La reputación que adquirió Lázaro en su oficio motivó la persecución de que fue
objeto. En el 829, el emperador Teófilo había sucedido a su padre, Miguel el Tartamudo;
desde el comienzo de su reinado, decretó la pena de muerte para todos los
pintores cristianos que se negasen a romper, desgarrar o pisotear las pinturas
de los santos. Al poco tiempo, hizo traer a su presencia al monje Lázaro para
obligarle a ejecutar su mandato; al principio creyó poderlo convencer con
buenas maneras, pero como no obtuvo ningún resultado, echó mano de los métodos
violentos. Los tormentos infligidos a Lázaro fueron particularmente crueles y
se creyó que iba a expirar por la violencia de los suplicios. Con el cuerpo
desgarrado, cubierto de llagas y quemaduras, fue arrojado a una charca inmunda,
y abandonado allí para que muriese; pero al poco tiempo se anunció a Teófilo
que el monje había recuperado las fuerzas y había reanudado su tarea de pintar
cuadros religiosos. El emperador Teófilo mandó entonces que le quemaran las
palmas de las manos con hierros candentes, Lázaro soportó este nuevo tormento,
sin dar muestras de dolor o de impaciencia; sin embargo, cuando el calor había
consumido la carne de sus manos hasta los huesos, cayó al suelo y pareció
desmayado.
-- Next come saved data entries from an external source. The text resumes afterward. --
//! 启动流程的端到端场景

use di_abstractions::{TypedComponentResolver, UiHandoff, UiHost};
use di_impl::CatalogDiscovery;
use infrastructure_common::{BoxError, ComponentType, Inject, Marker, StartupArgs};
use infrastructure_composition::{BootstrapConfig, BootstrapPhase, Bootstrapper};
use parking_lot::Mutex;
use std::sync::Arc;

trait Greeter: Send + Sync {
    fn greet(&self, name: &str) -> String;
}

#[derive(Default)]
struct EnglishGreeter;

impl Greeter for EnglishGreeter {
    fn greet(&self, name: &str) -> String {
        format!("Hello, {name}")
    }
}

#[derive(Default)]
struct FrenchGreeter;

impl Greeter for FrenchGreeter {
    fn greet(&self, name: &str) -> String {
        format!("Bonjour, {name}")
    }
}

#[derive(Default)]
struct Reception {
    en: Inject<dyn Greeter>,
}

#[derive(Default)]
struct ShopWindow;

#[derive(Default)]
struct OfficeWindow;

fn greeters() -> Vec<Arc<ComponentType>> {
    vec![
        ComponentType::builder::<EnglishGreeter>()
            .qualifier("en")
            .marker(Marker::Service)
            .provides::<dyn Greeter>(|g| g)
            .no_arg_constructor(EnglishGreeter::default)
            .build(),
        ComponentType::builder::<FrenchGreeter>()
            .qualifier("fr")
            .marker(Marker::Service)
            .provides::<dyn Greeter>(|g| g)
            .no_arg_constructor(FrenchGreeter::default)
            .build(),
    ]
}

fn ui_roots() -> Vec<Arc<ComponentType>> {
    vec![
        ComponentType::builder::<ShopWindow>()
            .marker(Marker::UiRoot)
            .no_arg_constructor(ShopWindow::default)
            .build(),
        ComponentType::builder::<OfficeWindow>()
            .marker(Marker::UiRoot)
            .no_arg_constructor(OfficeWindow::default)
            .build(),
    ]
}

fn reception() -> Arc<ComponentType> {
    ComponentType::builder::<Reception>()
        .no_arg_constructor(Reception::default)
        .field::<dyn Greeter>("en", |r| &r.en)
        .build()
}

/// 只记录调用的 UI 协作者
#[derive(Default)]
struct SpyHost {
    calls: Mutex<Vec<&'static str>>,
}

impl UiHost for SpyHost {
    fn name(&self) -> &str {
        "spy"
    }

    fn can_host(&self, _ui_root: &ComponentType) -> bool {
        self.calls.lock().push("can_host");
        true
    }

    fn initialize(&self, _handoff: &UiHandoff<'_>) -> Result<(), BoxError> {
        self.calls.lock().push("initialize");
        Ok(())
    }
}

fn bootstrapper(components: Vec<Arc<ComponentType>>, host: &Arc<SpyHost>) -> Bootstrapper {
    let discovery = Arc::new(CatalogDiscovery::new("scenario").with_components(components));
    Bootstrapper::new(discovery, reception(), BootstrapConfig::default())
        .with_ui_host(Arc::clone(host) as Arc<dyn UiHost>)
}

#[test]
fn test_field_name_selects_english_greeter() {
    let host = Arc::new(SpyHost::default());
    let bootstrapper = bootstrapper(greeters(), &host);

    let outcome = bootstrapper.run(StartupArgs::default()).unwrap();
    let reception = outcome.application_root.downcast::<Reception>().unwrap();
    assert_eq!(reception.en.get().unwrap().greet("Ada"), "Hello, Ada");
    assert!(bootstrapper.container().resolve_qualified::<dyn Greeter>("fr").is_ok());
}

#[test]
fn test_headless_never_contacts_ui_host() {
    let host = Arc::new(SpyHost::default());
    let mut components = greeters();
    components.extend(ui_roots());
    let bootstrapper = bootstrapper(components, &host);

    let outcome = bootstrapper.run(StartupArgs::new(["--headless"])).unwrap();
    assert_eq!(bootstrapper.phase(), BootstrapPhase::Ready);
    assert!(!outcome.ui_initialized);
    assert!(host.calls.lock().is_empty());
}

#[test]
fn test_headless_without_ui_root_reaches_ready() {
    let host = Arc::new(SpyHost::default());
    let bootstrapper = bootstrapper(greeters(), &host);

    bootstrapper.run(StartupArgs::new(["--headless"])).unwrap();
    assert_eq!(bootstrapper.phase(), BootstrapPhase::Ready);
    assert!(host.calls.lock().is_empty());
}

#[test]
fn test_ambiguous_ui_root_is_reported_before_host_contact() {
    let host = Arc::new(SpyHost::default());
    let mut components = greeters();
    components.extend(ui_roots());
    let bootstrapper = bootstrapper(components, &host);

    let err = bootstrapper.run(StartupArgs::default()).unwrap_err();
    assert_eq!(err.kind(), "ConfigurationError");
    assert!(err.to_string().contains("ambiguous UI root"));
    assert!(host.calls.lock().is_empty());
    assert_eq!(bootstrapper.phase(), BootstrapPhase::Failed);
}

#[test]
fn test_single_ui_root_is_hosted() {
    let host = Arc::new(SpyHost::default());
    let mut components = greeters();
    components.extend(ui_roots().into_iter().take(1));
    let bootstrapper = bootstrapper(components, &host);

    assert!(bootstrapper.run(StartupArgs::default()).unwrap().ui_initialized);
    assert_eq!(*host.calls.lock(), vec!["can_host", "initialize"]);
}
La emperatriz Teodora, cuyas virtudes se pusieron a prueba por la
impiedad de su marido, aprovechó esta circunstancia para hacer que dejaran en
libertad a Lázaro. Ella misma ocultó al monje en la iglesia de San Juan
Bautista y se preocupó de que le curaran las heridas. Al cabo de algún tiempo,
Lázaro quedó nuevamente restablecido y, como una muestra de su agradecimiento
pintó un hermoso cuadro con la imagen del santo Precursor; esa pintura, muy
estimada, fue el instrumento de que Dios se valió para obrar muchos milagros.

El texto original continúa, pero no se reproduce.